Program Goals
The Methodist Home for Children’s Value-Based Therapeutic Environment (VBTE) Model is a nonpunitive treatment model that concentrates on teaching juvenile justice–involved youth about prosocial behaviors as alternatives to antisocial behaviors. The VBTE Model is used in juvenile group homes operated by the Methodist Home for Children (MHC) in North Carolina. The MHC homes provide residential services for youth involved in the juvenile justice system who are referred for treatment through the state’s Department of Juvenile Justice and Delinquency Prevention (DJJDP).
To ensure a consistent approach in the treatment of youth, the VBTE Model provides a common set of values, skills, therapeutic activities, and intervention tools. In addition, an integrated approach is taken to individualized treatment plans for youth that incorporates parents, teachers, and court counselors.
Target Population/Eligibility
The target population is 10- to 18-year-old youth who are involved in the juvenile justice system. Youth must have been adjudicated delinquent and referred by the North Carolina DJJDP to receive residential treatment in one of the MHC juvenile homes.
Services Provided
The MHC VBTE Model has five treatment components:
- Service planning, which provides a family and community approach to meet the needs of youths and their families
- The skills curriculum, which provides staff with a teaching tool and promotes clear expectation and individualization for youth and their families
- Learning theory, which promotes the understanding of individual youth and their behavior, which is critical to creating effective motivation systems
- Motivation systems, which provide staff with a daily plan that supports the overall service plan, promotes therapeutic interactions, teaches and reinforces skills, and implements principles of the learning theory
- Therapeutic (focused) interactions, which provide youth with structured teaching and reinforcement based on each individual’s service plan and learning levels, and incorporates the motivation system that is modified for each youth [Strom et al. 2010, 1–1]
The five components are designed to complement one another and concentrate on the treatment and services provided to youth and their families. The success of the VBTE Model relies heavily on the interactions between counselors and adjudicated youth. Counselors teach youth that their behavioral choices are related to six values: 1) respect, 2) responsibility, 3) spirituality, 4) compassion, 5) empowerment, and 6) honesty. Youth begin to appreciate and understand how their behavior affects those around them, and they receive consistent feedback from MHC staff about how to modify these behaviors.
Before they are admitted, all referred youth are screened through face-to-face meetings that include MHC staff and the youths’ families. For each youth who is admitted to the program, an individualized service plan is created based on information on the youth’s history in addition to input from his or her family, residential counselors, court-appointed counselors, and teachers. These specialized plans are developed within 14 days of admission and are updated every 30 days afterward.

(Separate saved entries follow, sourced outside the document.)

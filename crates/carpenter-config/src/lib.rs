//! KDL configuration parsing for the Carpenter build worker.
//!
//! The worker reads a single `carpenter.kdl` file describing concurrency,
//! directories, retry policies, purge schedule, status reporting and the
//! local backends.

pub mod error;
pub mod worker;

pub use error::{ConfigError, ConfigResult};
pub use worker::{
    HttpConfig, PublishConfig, PurgeConfig, StatusConfig, TarballConfig, WorkerConfig,
    load_worker_config, parse_worker_config,
};
//! Build head records.

use async_trait::async_trait;
use chrono::{DateTime, Utc};
use serde::{Deserialize, Serialize};

use crate::Result;

/// The last version published for a `{name, env}` pair.
#[derive(Debug, Clone, PartialEq, Eq, Serialize, Deserialize)]
pub struct BuildHead {
    pub name: String,
    pub env: String,
    pub version: String,
    #[serde(default, skip_serializing_if = "Option::is_none")]
    pub updated_at: Option<DateTime<Utc>>,
}

impl BuildHead {
    pub fn new(name: impl Into<String>, env: impl Into<String>, version: impl Into<String>) -> Self {
        Self {
            name: name.into(),
            env: env.into(),
            version: version.into(),
            updated_at: None,
        }
    }
}

/// Read access to head records.
#[async_trait]
pub trait HeadStore: Send + Sync {
    async fn find_head(&self, name: &str, env: &str) -> Result<Option<BuildHead>>;
}
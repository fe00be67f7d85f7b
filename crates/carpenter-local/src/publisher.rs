//! Asset publisher writing into a local directory tree.

use crate::heads::FileHeadStore;
use async_trait::async_trait;
use carpenter_core::executor::ArtifactRef;
use carpenter_core::head::BuildHead;
use carpenter_core::publisher::{AssetPublisher, PublishOptions, path_segment};
use carpenter_core::{Error, PackageSpec, Result};
use chrono::Utc;
use serde::Serialize;
use std::path::{Path, PathBuf};
use std::sync::Arc;
use tracing::{debug, info};

const MANIFEST: &str = "manifest.json";

#[derive(Serialize)]
#[serde(rename_all = "camelCase")]
struct Manifest<'a> {
    #[serde(flatten)]
    package: &'a PackageSpec,
    published_at: String,
    files: Vec<ManifestFile<'a>>,
    metadata: &'a serde_json::Map<String, serde_json::Value>,
}

#[derive(Serialize)]
struct ManifestFile<'a> {
    name: &'a str,
    size: u64,
}

/// Copies artifacts to `<root>/<name>/<env>/<version>[/<locale>]`.
///
/// A `manifest.json` describing the build is written next to them, and
/// promoted builds move the head in the shared [`FileHeadStore`].
pub struct DirPublisher {
    root: PathBuf,
    heads: Arc<FileHeadStore>,
}

impl DirPublisher {
    pub fn new(root: impl Into<PathBuf>, heads: Arc<FileHeadStore>) -> Self {
        Self {
            root: root.into(),
            heads,
        }
    }

    /// Directory holding the assets of `package`.
    pub fn package_dir(&self, package: &PackageSpec) -> PathBuf {
        let mut dir = self
            .root
            .join(path_segment(&package.name))
            .join(path_segment(&package.env))
            .join(path_segment(&package.version.to_string()));
        if let Some(locale) = &package.locale {
            dir = dir.join(path_segment(locale));
        }
        dir
    }
}

#[async_trait]
impl AssetPublisher for DirPublisher {
    async fn publish(&self, package: &PackageSpec, options: PublishOptions) -> Result<()> {
        let dir = self.package_dir(package);
        tokio::fs::create_dir_all(&dir)
            .await
            .map_err(|e| Error::Publish(format!("failed to create {}: {}", dir.display(), e)))?;

        for artifact in &options.output.artifacts {
            copy_artifact(artifact, &dir).await?;
        }

        let manifest = Manifest {
            package,
            published_at: Utc::now().to_rfc3339(),
            files: options
                .output
                .artifacts
                .iter()
                .map(|a| ManifestFile {
                    name: &a.name,
                    size: a.size,
                })
                .collect(),
            metadata: &options.output.metadata,
        };
        let json = serde_json::to_vec_pretty(&manifest)
            .map_err(|e| Error::Publish(format!("failed to encode manifest: {}", e)))?;
        tokio::fs::write(dir.join(MANIFEST), json)
            .await
            .map_err(|e| Error::Publish(format!("failed to write manifest: {}", e)))?;

        info!(
            key = %self.canonical_key(package),
            files = options.output.artifacts.len(),
            "Published assets"
        );

        if options.promote {
            let mut head = BuildHead::new(&package.name, &package.env, package.version.to_string());
            head.updated_at = Some(Utc::now());
            self.heads
                .promote(head)
                .await
                .map_err(|e| Error::Publish(format!("failed to promote head: {}", e)))?;
        }
        Ok(())
    }
}

async fn copy_artifact(artifact: &ArtifactRef, dir: &Path) -> Result<()> {
    let relative = Path::new(&artifact.name);
    if relative.is_absolute()
        || relative
            .components()
            .any(|c| matches!(c, std::path::Component::ParentDir))
    {
        return Err(Error::Publish(format!("invalid artifact name: {}", artifact.name)));
    }

    let dest = dir.join(relative);
    if let Some(parent) = dest.parent() {
        tokio::fs::create_dir_all(parent).await?;
    }
    tokio::fs::copy(&artifact.path, &dest)
        .await
        .map_err(|e| Error::Publish(format!("failed to copy {}: {}", artifact.name, e)))?;
    debug!(artifact = %artifact.name, "Copied artifact");
    Ok(())
}
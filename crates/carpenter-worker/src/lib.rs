//! Build orchestration for the Carpenter worker.
//!
//! Takes job requests from a stream, gates them against the published head,
//! fetches, builds and publishes each with bounded concurrency, reports
//! progress to an optional status sink and reclaims working directories.

pub mod gate;
pub mod paths;
pub mod pipeline;
pub mod purge;
pub mod reporter;
pub mod retry;
pub mod stream;

#[cfg(test)]
mod testing;

pub use gate::{Decision, SkipReason, VersionGate};
pub use paths::{PathAllocator, WorkPaths};
pub use pipeline::{Collaborators, JobOutcome, JobPipeline, PipelineSettings};
pub use purge::{PurgeDaemon, PurgeSummary, PurgeSweeper};
pub use reporter::StatusReporter;
pub use stream::{BuildStream, ProcessedJob};
//! Worker configuration parsing.

use crate::{ConfigError, ConfigResult};
use carpenter_core::BuildKind;
use carpenter_core::retry::RetryPolicy;
use kdl::{KdlDocument, KdlNode, KdlValue};
use serde::{Deserialize, Serialize};
use std::collections::HashMap;
use std::path::{Path, PathBuf};
use std::time::Duration;

pub const DEFAULT_ENV: &str = "development";
pub const DEFAULT_CONCURRENCY: usize = 2;
pub const DEFAULT_PURGE_INTERVAL: Duration = Duration::from_secs(60 * 60);
pub const DEFAULT_PURGE_AGE: Duration = Duration::from_secs(4 * 60 * 60);
pub const DEFAULT_BUCKET: &str = "wrhs-tarballs";

/// Complete worker configuration.
#[derive(Debug, Clone, Serialize, Deserialize)]
pub struct WorkerConfig {
    /// Deployment environment of the worker itself.
    pub env: String,
    /// Maximum number of jobs in flight.
    pub concurrency: usize,
    /// Shared root for per-job working directories.
    pub work_root: PathBuf,
    pub tarballs: TarballConfig,
    pub fetch_retry: RetryPolicy,
    pub build_retry: RetryPolicy,
    pub purge: PurgeConfig,
    pub status: Option<StatusConfig>,
    pub http: Option<HttpConfig>,
    pub publish: PublishConfig,
    /// Shell command per build kind, used by the local executor.
    pub builds: HashMap<BuildKind, String>,
    /// JSON-lines file to read jobs from. Stdin when unset.
    pub source: Option<PathBuf>,
}

#[derive(Debug, Clone, Serialize, Deserialize)]
pub struct TarballConfig {
    /// Container the source tarballs live in.
    pub bucket: String,
    /// Local directory holding one subdirectory per container.
    pub root: PathBuf,
}

#[derive(Debug, Clone, Serialize, Deserialize)]
pub struct PurgeConfig {
    pub enabled: bool,
    pub interval: Duration,
    /// Entries older than this are removed.
    pub age: Duration,
}

#[derive(Debug, Clone, Serialize, Deserialize)]
pub struct StatusConfig {
    pub topic: String,
    /// File the status event log is appended to. Events are only logged
    /// when unset.
    pub path: Option<PathBuf>,
}

#[derive(Debug, Clone, Serialize, Deserialize)]
pub struct HttpConfig {
    pub port: u16,
}

#[derive(Debug, Clone, Serialize, Deserialize)]
pub struct PublishConfig {
    pub root: PathBuf,
    /// JSON file holding build heads.
    pub heads: PathBuf,
}

impl Default for WorkerConfig {
    fn default() -> Self {
        let tmp = std::env::temp_dir();
        Self {
            env: DEFAULT_ENV.to_string(),
            concurrency: DEFAULT_CONCURRENCY,
            work_root: tmp.join("carpenterd-worker"),
            tarballs: TarballConfig {
                bucket: DEFAULT_BUCKET.to_string(),
                root: tmp.join("tarballs"),
            },
            fetch_retry: RetryPolicy::default(),
            build_retry: RetryPolicy::default(),
            purge: PurgeConfig {
                enabled: false,
                interval: DEFAULT_PURGE_INTERVAL,
                age: DEFAULT_PURGE_AGE,
            },
            status: None,
            http: None,
            publish: PublishConfig {
                root: tmp.join("carpenter-assets"),
                heads: tmp.join("carpenter-assets").join("heads.json"),
            },
            builds: HashMap::new(),
            source: None,
        }
    }
}

impl WorkerConfig {
    pub fn is_development(&self) -> bool {
        self.env == DEFAULT_ENV
    }
}

/// Read and parse a worker configuration file.
pub fn load_worker_config(path: &Path) -> ConfigResult<WorkerConfig> {
    let text = std::fs::read_to_string(path)?;
    parse_worker_config(&text)
}

/// Parse a worker configuration from KDL text.
pub fn parse_worker_config(kdl: &str) -> ConfigResult<WorkerConfig> {
    let doc: KdlDocument = kdl.parse()?;
    let mut config = WorkerConfig::default();
    let mut purge_enabled = None;
    let mut seen_retry = Vec::new();

    for node in doc.nodes() {
        match node.name().value() {
            "worker" => parse_worker(node, &mut config)?,
            "tarballs" => {
                if let Some(bucket) = get_string_prop(node, "bucket") {
                    config.tarballs.bucket = bucket;
                }
                if let Some(root) = get_string_prop(node, "root") {
                    config.tarballs.root = PathBuf::from(root);
                }
            }
            "retry" => {
                let step = get_first_string_arg(node)
                    .ok_or_else(|| ConfigError::MissingField("retry step".to_string()))?;
                if seen_retry.contains(&step) {
                    return Err(ConfigError::Duplicate(format!("retry \"{}\"", step)));
                }
                let policy = parse_retry(node)?;
                match step.as_str() {
                    "fetch" => config.fetch_retry = policy,
                    "build" => config.build_retry = policy,
                    _ => {
                        return Err(ConfigError::InvalidValue {
                            field: "retry step".to_string(),
                            message: format!("unknown step: {}", step),
                        });
                    }
                }
                seen_retry.push(step);
            }
            "purge" => {
                purge_enabled = get_bool_prop(node, "enabled");
                if let Some(interval) = get_duration_prop(node, "interval")? {
                    config.purge.interval = interval;
                }
                if let Some(age) = get_duration_prop(node, "age")? {
                    config.purge.age = age;
                }
            }
            "status" => {
                let topic = get_string_prop(node, "topic")
                    .ok_or_else(|| ConfigError::MissingField("status topic".to_string()))?;
                config.status = Some(StatusConfig {
                    topic,
                    path: get_string_prop(node, "path").map(PathBuf::from),
                });
            }
            "http" => {
                let port = get_integer_prop(node, "port")
                    .ok_or_else(|| ConfigError::MissingField("http port".to_string()))?;
                let port = u16::try_from(port).map_err(|_| ConfigError::InvalidValue {
                    field: "http port".to_string(),
                    message: format!("{} is not a valid port", port),
                })?;
                config.http = Some(HttpConfig { port });
            }
            "publish" => {
                if let Some(root) = get_string_prop(node, "root") {
                    config.publish.heads = PathBuf::from(&root).join("heads.json");
                    config.publish.root = PathBuf::from(root);
                }
                if let Some(heads) = get_string_prop(node, "heads") {
                    config.publish.heads = PathBuf::from(heads);
                }
            }
            "build" => {
                let kind: BuildKind = get_first_string_arg(node)
                    .ok_or_else(|| ConfigError::MissingField("build kind".to_string()))?
                    .parse()
                    .map_err(|e: carpenter_core::Error| ConfigError::InvalidValue {
                        field: "build kind".to_string(),
                        message: e.to_string(),
                    })?;
                let command = get_string_prop(node, "command").ok_or_else(|| {
                    ConfigError::MissingField(format!("command for build '{}'", kind))
                })?;
                config.builds.insert(kind, command);
            }
            "source" => {
                config.source = get_string_prop(node, "path")
                    .filter(|p| p != "-")
                    .map(PathBuf::from);
            }
            _ => {} // Ignore unknown nodes
        }
    }

    // Purging is off in development unless asked for.
    config.purge.enabled = purge_enabled.unwrap_or(!config.is_development());

    Ok(config)
}

fn parse_worker(node: &KdlNode, config: &mut WorkerConfig) -> ConfigResult<()> {
    let Some(children) = node.children() else {
        return Ok(());
    };

    for child in children.nodes() {
        match child.name().value() {
            "env" => {
                config.env = get_first_string_arg(child)
                    .ok_or_else(|| ConfigError::MissingField("worker env".to_string()))?;
            }
            "concurrency" => {
                let value = get_first_integer_arg(child)
                    .ok_or_else(|| ConfigError::MissingField("worker concurrency".to_string()))?;
                config.concurrency = usize::try_from(value)
                    .ok()
                    .filter(|c| *c > 0)
                    .ok_or_else(|| ConfigError::InvalidValue {
                        field: "worker concurrency".to_string(),
                        message: format!("{} must be a positive integer", value),
                    })?;
            }
            "root" => {
                let root = get_first_string_arg(child)
                    .ok_or_else(|| ConfigError::MissingField("worker root".to_string()))?;
                config.work_root = PathBuf::from(root);
            }
            _ => {}
        }
    }

    Ok(())
}

fn parse_retry(node: &KdlNode) -> ConfigResult<RetryPolicy> {
    let mut policy = RetryPolicy::default();

    if let Some(attempts) = get_integer_prop(node, "attempts") {
        policy.attempts = u32::try_from(attempts)
            .ok()
            .filter(|a| *a > 0)
            .ok_or_else(|| ConfigError::InvalidValue {
                field: "retry attempts".to_string(),
                message: format!("{} must be a positive integer", attempts),
            })?;
    }
    if let Some(delay) = get_duration_prop(node, "min-delay")? {
        policy.min_delay = delay;
    }
    if let Some(delay) = get_duration_prop(node, "max-delay")? {
        policy.max_delay = delay;
    }
    if let Some(factor) = node.get("factor").and_then(value_as_f64) {
        if factor < 1.0 {
            return Err(ConfigError::InvalidValue {
                field: "retry factor".to_string(),
                message: format!("{} must be at least 1", factor),
            });
        }
        policy.factor = factor;
    }

    Ok(policy)
}

// Helper functions for extracting values from KDL nodes

fn get_first_string_arg(node: &KdlNode) -> Option<String> {
    node.entries()
        .iter()
        .find(|e| e.name().is_none())
        .and_then(|e| e.value().as_string())
        .map(|s| s.to_string())
}

fn get_first_integer_arg(node: &KdlNode) -> Option<i128> {
    node.entries()
        .iter()
        .find(|e| e.name().is_none())
        .and_then(|e| e.value().as_integer())
}

fn get_string_prop(node: &KdlNode, name: &str) -> Option<String> {
    node.get(name)
        .and_then(|v| v.as_string())
        .map(|s| s.to_string())
}

fn get_integer_prop(node: &KdlNode, name: &str) -> Option<i128> {
    node.get(name).and_then(|v| v.as_integer())
}

fn get_bool_prop(node: &KdlNode, name: &str) -> Option<bool> {
    node.get(name).and_then(|v| v.as_bool())
}

fn get_duration_prop(node: &KdlNode, name: &str) -> ConfigResult<Option<Duration>> {
    let Some(raw) = get_string_prop(node, name) else {
        return Ok(None);
    };
    humantime::parse_duration(&raw)
        .map(Some)
        .map_err(|e| ConfigError::InvalidValue {
            field: name.to_string(),
            message: e.to_string(),
        })
}

fn value_as_f64(value: &KdlValue) -> Option<f64> {
    value
        .as_float()
        .or_else(|| value.as_integer().map(|i| i as f64))
}

#[cfg(test)]
mod tests {
    use super::*;

    #[test]
    fn test_parse_empty_config_uses_defaults() {
        let config = parse_worker_config("").unwrap();
        assert_eq!(config.env, "development");
        assert_eq!(config.concurrency, 2);
        assert!(!config.purge.enabled);
        assert_eq!(config.purge.age, Duration::from_secs(4 * 60 * 60));
        assert!(config.status.is_none());
        assert!(config.http.is_none());
    }

    #[test]
    fn test_parse_full_config() {
        let kdl = r#"
            worker {
                env "production"
                concurrency 4
                root "/var/tmp/carpenterd-worker"
            }

            tarballs bucket="npm-tars" root="/srv/blobs"
            retry "fetch" attempts=5 min-delay="250ms" max-delay="5s" factor=3
            retry "build" attempts=2
            purge interval="30m" age="2h"
            status topic="build-status" path="/var/log/status.jsonl"
            http port=8080
            publish root="/srv/assets"
            build "webpack" command="npx webpack"
            source path="/var/spool/jobs.jsonl"
        "#;

        let config = parse_worker_config(kdl).unwrap();
        assert_eq!(config.env, "production");
        assert_eq!(config.concurrency, 4);
        assert_eq!(config.work_root, PathBuf::from("/var/tmp/carpenterd-worker"));
        assert_eq!(config.tarballs.bucket, "npm-tars");
        assert_eq!(config.fetch_retry.attempts, 5);
        assert_eq!(config.fetch_retry.min_delay, Duration::from_millis(250));
        assert_eq!(config.fetch_retry.max_delay, Duration::from_secs(5));
        assert_eq!(config.fetch_retry.factor, 3.0);
        assert_eq!(config.build_retry.attempts, 2);
        assert!(config.purge.enabled);
        assert_eq!(config.purge.interval, Duration::from_secs(30 * 60));
        assert_eq!(config.purge.age, Duration::from_secs(2 * 60 * 60));
        assert_eq!(config.status.as_ref().unwrap().topic, "build-status");
        assert_eq!(config.http.as_ref().unwrap().port, 8080);
        assert_eq!(config.publish.heads, PathBuf::from("/srv/assets/heads.json"));
        assert_eq!(
            config.builds.get(&BuildKind::Webpack).map(String::as_str),
            Some("npx webpack")
        );
        assert_eq!(config.source, Some(PathBuf::from("/var/spool/jobs.jsonl")));
    }

    #[test]
    fn test_unknown_retry_step() {
        let result = parse_worker_config(r#"retry "publish" attempts=2"#);
        assert!(matches!(
            result.unwrap_err(),
            ConfigError::InvalidValue { .. }
        ));
    }

    #[test]
    fn test_duplicate_retry_step() {
        let kdl = r#"
            retry "fetch" attempts=2
            retry "fetch" attempts=3
        "#;
        assert!(matches!(
            parse_worker_config(kdl).unwrap_err(),
            ConfigError::Duplicate(_)
        ));
    }

    #[test]
    fn test_invalid_duration() {
        let result = parse_worker_config(r#"purge age="forever""#);
        assert!(matches!(
            result.unwrap_err(),
            ConfigError::InvalidValue { .. }
        ));
    }

    #[test]
    fn test_zero_concurrency_rejected() {
        let kdl = r#"
            worker {
                concurrency 0
            }
        "#;
        assert!(parse_worker_config(kdl).is_err());
    }

    #[test]
    fn test_status_requires_topic() {
        let result = parse_worker_config(r#"status path="/tmp/x""#);
        assert!(matches!(result.unwrap_err(), ConfigError::MissingField(_)));
    }

    #[test]
    fn test_stdin_source() {
        let config = parse_worker_config(r#"source path="-""#).unwrap();
        assert!(config.source.is_none());
    }

    #[test]
    fn test_load_from_file() {
        let dir = tempfile::tempdir().unwrap();
        let path = dir.path().join("carpenter.kdl");
        std::fs::write(&path, "http port=9000\n").unwrap();

        let config = load_worker_config(&path).unwrap();
        assert_eq!(config.http.unwrap().port, 9000);

        let missing = load_worker_config(&dir.path().join("nope.kdl"));
        assert!(matches!(missing.unwrap_err(), ConfigError::Io(_)));
    }
}
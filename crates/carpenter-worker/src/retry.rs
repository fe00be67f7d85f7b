//! Retry with exponential backoff.

use carpenter_core::Result;
use carpenter_core::retry::RetryPolicy;
use std::future::Future;
use tracing::{debug, warn};

/// Run `operation` until it succeeds or `policy` runs out of attempts.
///
/// Every error is retried; the last one is returned once the budget is
/// spent. Errors that must not be retried have to be raised before calling
/// this.
pub async fn attempt<T, F, Fut>(policy: &RetryPolicy, step: &str, mut operation: F) -> Result<T>
where
    F: FnMut() -> Fut,
    Fut: Future<Output = Result<T>>,
{
    let max_attempts = policy.max_attempts();
    let mut attempt = 1;

    loop {
        match operation().await {
            Ok(value) => {
                if attempt > 1 {
                    debug!(step, attempt, "Step succeeded after retry");
                }
                return Ok(value);
            }
            Err(e) if attempt >= max_attempts => {
                warn!(step, attempts = attempt, error = %e, "Step failed, giving up");
                return Err(e);
            }
            Err(e) => {
                let delay = policy.delay_for(attempt);
                warn!(
                    step,
                    attempt,
                    max_attempts,
                    delay_ms = delay.as_millis() as u64,
                    error = %e,
                    "Step failed, retrying"
                );
                if !delay.is_zero() {
                    tokio::time::sleep(delay).await;
                }
                attempt += 1;
            }
        }
    }
}
//! Asset publishing abstraction.

use async_trait::async_trait;
use serde::{Deserialize, Serialize};

use crate::executor::BuildOutput;
use crate::{PackageSpec, Result};

/// Separator used in canonical keys. Reserved: it never appears in a
/// filesystem path derived from a key.
pub const KEY_SEPARATOR: char = '!';

/// Turn a name into a single path segment.
///
/// Separators become `-` and names that would resolve to the parent or
/// current directory get a `_` prefix.
pub fn path_segment(name: &str) -> String {
    let cleaned: String = name
        .chars()
        .map(|c| match c {
            '/' | '\\' | '\0' => '-',
            c => c,
        })
        .collect();

    match cleaned.as_str() {
        "" | "." | ".." => format!("_{}", cleaned),
        _ => cleaned,
    }
}

/// What to publish alongside the package identity.
#[derive(Debug, Clone, Serialize, Deserialize)]
pub struct PublishOptions {
    /// Move the head to this version after publishing.
    pub promote: bool,
    #[serde(flatten)]
    pub output: BuildOutput,
}

/// Trait for asset publishers.
#[async_trait]
pub trait AssetPublisher: Send + Sync {
    /// Publish built assets for `package`.
    async fn publish(&self, package: &PackageSpec, options: PublishOptions) -> Result<()>;

    /// Deterministic key identifying a package build.
    fn canonical_key(&self, package: &PackageSpec) -> String {
        let mut parts = vec![
            package.name.clone(),
            package.env.clone(),
            package.version.to_string(),
        ];
        if let Some(locale) = &package.locale {
            parts.push(locale.clone());
        }
        parts.join(&KEY_SEPARATOR.to_string())
    }
}
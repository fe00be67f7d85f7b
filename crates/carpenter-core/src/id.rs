//! Job identifiers.

use derive_more::Display;
use serde::{Deserialize, Serialize};
use uuid::Uuid;

/// Identifier minted once per admitted job.
/// Uses UUIDv7: time-ordered with a random tail, so ids never collide
/// within a process.
#[derive(Debug, Clone, Copy, PartialEq, Eq, Hash, Serialize, Deserialize, Display)]
#[display("{_0}")]
pub struct JobId(Uuid);

impl JobId {
    /// Create a new unique JobId.
    pub fn new() -> Self {
        Self(Uuid::now_v7())
    }

    /// Get the underlying UUID.
    pub fn as_uuid(&self) -> &Uuid {
        &self.0
    }
}

impl Default for JobId {
    fn default() -> Self {
        Self::new()
    }
}

impl From<Uuid> for JobId {
    fn from(uuid: Uuid) -> Self {
        Self(uuid)
    }
}

impl std::str::FromStr for JobId {
    type Err = uuid::Error;

    fn from_str(s: &str) -> std::result::Result<Self, Self::Err> {
        Ok(Self(Uuid::parse_str(s)?))
    }
}
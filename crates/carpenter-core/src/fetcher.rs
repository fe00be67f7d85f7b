//! Blob download abstraction.

use async_trait::async_trait;
use bytes::Bytes;
use futures::stream::BoxStream;

use crate::Result;

/// Stream of downloaded chunks.
pub type ByteStream = BoxStream<'static, std::result::Result<Bytes, std::io::Error>>;

/// Fetches source archives from blob storage.
#[async_trait]
pub trait BlobFetcher: Send + Sync {
    /// Open a download of `key` inside `container`.
    async fn download(&self, container: &str, key: &str) -> Result<ByteStream>;
}
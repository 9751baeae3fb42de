//! Two-ship arena duel: deterministic combat simulation with
//! host-authoritative LAN replication.

pub mod config;
pub mod game;
pub mod input;
pub mod net;
pub mod util;
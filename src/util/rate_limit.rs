//! Rate limiting utilities

use governor::{
    clock::DefaultClock,
    state::{InMemoryState, NotKeyed},
    Quota, RateLimiter,
};
use std::num::NonZeroU32;
use std::sync::Arc;

/// Rate limiter type alias
pub type Limiter = RateLimiter<NotKeyed, InMemoryState, DefaultClock>;

/// Create a rate limiter with the specified requests per second
pub fn create_limiter(requests_per_second: u32) -> Arc<Limiter> {
    let quota = Quota::per_second(NonZeroU32::new(requests_per_second).unwrap_or(NonZeroU32::MIN));
    Arc::new(RateLimiter::direct(quota))
}

/// Inbound input records per second per connection; twice the step rate
pub const INPUT_RATE_LIMIT: u32 = 120;

/// Per-connection flood guard for input records
#[derive(Clone)]
pub struct InputRateLimiter {
    limiter: Arc<Limiter>,
}

impl InputRateLimiter {
    pub fn new(per_second: u32) -> Self {
        Self {
            limiter: create_limiter(per_second),
        }
    }

    /// Check if an input record is allowed (returns true if allowed)
    pub fn check(&self) -> bool {
        self.limiter.check().is_ok()
    }
}

impl Default for InputRateLimiter {
    fn default() -> Self {
        Self::new(INPUT_RATE_LIMIT)
    }
}
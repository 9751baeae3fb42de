//! Game simulation modules

pub mod behavior;
pub mod charge;
pub mod combat;
pub mod entity;
pub mod events;
pub mod r#match;
pub mod profile;
pub mod snapshot;
pub mod weapon;

pub use entity::{Combatant, Projectile, ProjectileKind, Side};
pub use events::GameEvent;
pub use profile::{ShipType, WeaponProfile};
pub use r#match::{DuelMatch, MatchPhase, MatchSettings};
pub use snapshot::{CombatantSummary, NetworkSnapshot, ProjectileSummary};

use serde::{Deserialize, Serialize};

/// Arena width in pixels
pub const ARENA_WIDTH: f32 = 1280.0;
/// Arena height in pixels
pub const ARENA_HEIGHT: f32 = 720.0;
/// Side length of every ship's bounding box
pub const SHIP_SIZE: f32 = 40.0;
/// Unit projectile size; projectiles start at twice this
pub const BULLET_SIZE: f32 = 6.0;
/// Projectile speed multiplier applied on top of profile speeds
pub const BULLET_SPEED_MULT: f32 = 1.5;
/// Distance in front of the hull where projectiles spawn
pub const SPAWN_FORWARD: f32 = 15.0;
/// Ships keep this far from the arena edges and the centre line
pub const EDGE_MARGIN: f32 = 50.0;
/// Projectiles expire this far outside the arena
pub const EXIT_MARGIN: f32 = 200.0;
/// Charge counter cap, in steps
pub const MAX_CHARGE_STEPS: u32 = 60;
/// Releases shorter than this many steps resolve as taps
pub const TAP_THRESHOLD: u32 = 6;
/// Horizontal push applied to a ship on hit
pub const KNOCKBACK: f32 = 12.0;

/// The five boolean controls a combatant receives each step
#[derive(Debug, Clone, Copy, Default, PartialEq, Eq, Serialize, Deserialize)]
pub struct ControlState {
    #[serde(default)]
    pub up: bool,
    #[serde(default)]
    pub down: bool,
    #[serde(default)]
    pub left: bool,
    #[serde(default)]
    pub right: bool,
    #[serde(default)]
    pub fire: bool,
}

impl ControlState {
    pub const IDLE: ControlState = ControlState {
        up: false,
        down: false,
        left: false,
        right: false,
        fire: false,
    };
}
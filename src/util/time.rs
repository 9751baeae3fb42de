//! Time utilities for game simulation

use std::time::Duration;

/// Tick rate configuration
pub const SIMULATION_TPS: u32 = 60; // 60 steps per second
pub const TICK_DURATION_MICROS: u64 = 1_000_000 / SIMULATION_TPS as u64;

/// Wall-clock length of one simulation step
pub fn tick_duration() -> Duration {
    Duration::from_micros(TICK_DURATION_MICROS)
}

Service plan goals are also reviewed during treatment team meetings, which are held within 15 days of admission and every 30 days afterward.
In addition, each youth works with a family service specialist who performs needs assessments of the youth and his or her family at admission, prepares the youth for appearances in juvenile court, helps reintegrate the youth with his or her family and school when released, coordinates community services, and assists in the youth’s development of skills and appropriate behavior.